A planta do projeto foi introduzida no Congresso dos Estados Unidos como um Imposto Fair Act. O imposto seria cobrado uma única vez no ponto de vnda sobre todos os novos produtos e serviços para consumo pessoal. A proposta também pede por um pagamento mensal a todos os agregados familiares de residentes legais dos EUA como um desconto de antecedência, ou "prebate", do imposto sobre a compras de indivíduos com até detrminado nível de pobreza1 . A taxa de imposto sobre vendas, conforme definido no legislação para o primeiro ano, é de 23% do pagamento total, incluindo o imposto ($ 23 de cada 100 dólares gastos no total, calculado de forma semelhante aos impostos sobre o rendimento). Isso seria equivalente a uma tradicional alíquota de aproximadamente 30% cobrada nos EUA ($ 23 em cima de cada 77 dólares gastos US $ 100 no total). A taxa seria, então, automaticamente ajustada anualmente com base nas receitas federais do ano fiscal anterior2 The rate would then be automatically adjusted annually based on federal receipts in the previous fiscal year.3 .

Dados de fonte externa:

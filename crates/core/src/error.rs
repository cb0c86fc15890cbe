//! Error types for PostApply.
//!
//! A single enum covers configuration, I/O, provider, knowledge and prompt
//! failures. The retrieval subsystem's own taxonomy (embedding and generation
//! provider failures, a missing index snapshot, inconsistent vector sizes) is
//! represented by dedicated variants so callers can match on them.

use std::path::PathBuf;
use thiserror::Error;

/// Unified error type for PostApply.
///
/// All fallible functions in the workspace return `Result<T, AppError>`.
/// We never panic; errors are represented and propagated.
#[derive(Error, Debug)]
pub enum AppError {
    /// Configuration-related errors
    #[error("Configuration error: {0}")]
    Config(String),

    /// I/O and filesystem errors
    #[error("I/O error: {0}")]
    Io(#[from] std::io::Error),

    /// Transport-level LLM provider errors
    #[error("LLM error: {0}")]
    Llm(String),

    /// An embedding call failed (fatal to index build, retryable by the caller for search)
    #[error("Embedding provider error: {0}")]
    EmbeddingProvider(String),

    /// A generation call failed
    #[error("Generation provider error: {0}")]
    GenerationProvider(String),

    /// No index snapshot exists at the given path
    #[error("Index snapshot not found at {0:?}")]
    IndexMissing(PathBuf),

    /// The embedder returned a vector of unexpected size
    #[error("Dimension mismatch: expected {expected}, got {actual}")]
    DimensionMismatch { expected: usize, actual: usize },

    /// Knowledge base, chunking and retrieval errors
    #[error("Knowledge error: {0}")]
    Knowledge(String),

    /// Prompt system errors
    #[error("Prompt error: {0}")]
    Prompt(String),

    /// Serialization/deserialization errors
    #[error("Serialization error: {0}")]
    Serialization(String),

    /// Generic errors
    #[error("{0}")]
    Other(String),
}

impl AppError {
    /// Stable snake_case tag for this error, used in structured error output.
    pub fn kind(&self) -> &'static str {
        match self {
            AppError::Config(_) => "config",
            AppError::Io(_) => "io",
            AppError::Llm(_) => "llm",
            AppError::EmbeddingProvider(_) => "embedding_provider",
            AppError::GenerationProvider(_) => "generation_provider",
            AppError::IndexMissing(_) => "index_missing",
            AppError::DimensionMismatch { .. } => "dimension_mismatch",
            AppError::Knowledge(_) => "knowledge",
            AppError::Prompt(_) => "prompt",
            AppError::Serialization(_) => "serialization",
            AppError::Other(_) => "other",
        }
    }

    /// Re-tag a provider failure as an embedding failure.
    ///
    /// Errors that already carry a more specific meaning (dimension
    /// mismatches, for example) pass through untouched.
    pub fn into_embedding_error(self) -> Self {
        match self {
            AppError::DimensionMismatch { .. } | AppError::EmbeddingProvider(_) => self,
            other => AppError::EmbeddingProvider(other.to_string()),
        }
    }

    /// Re-tag a provider failure as a generation failure.
    pub fn into_generation_error(self) -> Self {
        match self {
            AppError::GenerationProvider(_) => self,
            other => AppError::GenerationProvider(other.to_string()),
        }
    }
}

impl From<serde_json::Error> for AppError {
    fn from(err: serde_json::Error) -> Self {
        AppError::Serialization(err.to_string())
    }
}

impl From<serde_yaml::Error> for AppError {
    fn from(err: serde_yaml::Error) -> Self {
        AppError::Serialization(err.to_string())
    }
}

/// Convenience type alias for Results with AppError.
pub type AppResult<T> = Result<T, AppError>;

#[cfg(test)]
mod tests {
    use super::*;

    #[test]
    fn test_kind_tags() {
        assert_eq!(
            AppError::GenerationProvider("down".into()).kind(),
            "generation_provider"
        );
        assert_eq!(
            AppError::DimensionMismatch {
                expected: 3,
                actual: 4
            }
            .kind(),
            "dimension_mismatch"
        );
        assert_eq!(
            AppError::IndexMissing(PathBuf::from("x")).kind(),
            "index_missing"
        );
    }

    #[test]
    fn test_into_embedding_error_keeps_dimension_mismatch() {
        let err = AppError::DimensionMismatch {
            expected: 3,
            actual: 2,
        }
        .into_embedding_error();
        assert!(matches!(err, AppError::DimensionMismatch { .. }));

        let err = AppError::Llm("connection refused".into()).into_embedding_error();
        match err {
            AppError::EmbeddingProvider(msg) => assert!(msg.contains("connection refused")),
            other => panic!("unexpected error: {other:?}"),
        }
    }

    #[test]
    fn test_into_generation_error() {
        let err = AppError::Llm("HTTP 500".into()).into_generation_error();
        assert_eq!(err.kind(), "generation_provider");
        assert!(err.to_string().contains("HTTP 500"));
    }
}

O FairTax então seria um imposto progressivo sobre o consumo, mas também seria regressivo sobre os rendimentos em níveis mais altos de renda (o percentual do consumo cai o acréscimo dos rendimentos). Os opositores argumentam que tal consequentemente diminuiria a carga fiscal sobre pessoas com elevados rendimentos e iria aumentá-la sobre a classe média. Os defensores alegam que o plano seria diminuir os encargos fiscais, ampliação da base tributária, efetivamente tributar a riqueza e o poder de compra crescente. Os defensores do plano dizem também que um imposto sobre o consumo teria um efeito positivo sobre a poupança e o investimento, facilitar cumprimento das obrigações fiscais, e que o imposto resultaria em maior crescimento econômico, os incentivos par que os investidores internacionais se localizem os EUA, e aumento da competitividade dos EUA no comércio internacional4 5 6 . Os opositores alegam que um imposto sobre o consumo desse porte seria extremamente difícil de se fazer sua recolta, e levaria a evasão fiscal generalizada2 . Eles também argumentam que a taxa de venda proposta elevaria menos receita do que o atual sistema de impostos, levando a um déficit orçamentário crescente.
Nos últimos anos, um movimento de reforma tributária foi formado por detrás da proposta do FairTax. O aumento do apoio cresceu uma após uma rádio-entrevista entre Neal Boortz e o congressista da Geórgia John Linder que publicou o livro FairTax em 2005 e ganhou visibilidade adicional durante a campanha presidencial de 2008. Uma série de comissões parlamentares ouviram depoimentos sobre o projeto de lei, no entanto, não passou da comissão desde a sua introdução em 1999 e ainda não tem nenhum efeito sobre o sistema tributário. O plano deverá aumentar a transparência dos custos de financiamento do governo federal, e partidários acreditam que teria efeitos positivos sobre as liberdades civis, o meio ambiente e com vantagens fiscais para atividade ilegal e imigrantes ilegais4 7 . Há preocupações quanto à proposta de revogação da Décima Sexta Emenda, a retirada de incentivos de dedução fiscal, efeitos de transição na poupança após impostos, incentivos à utilização de crédito, e da perda de vantagens fiscais para os títulos estaduais e locais.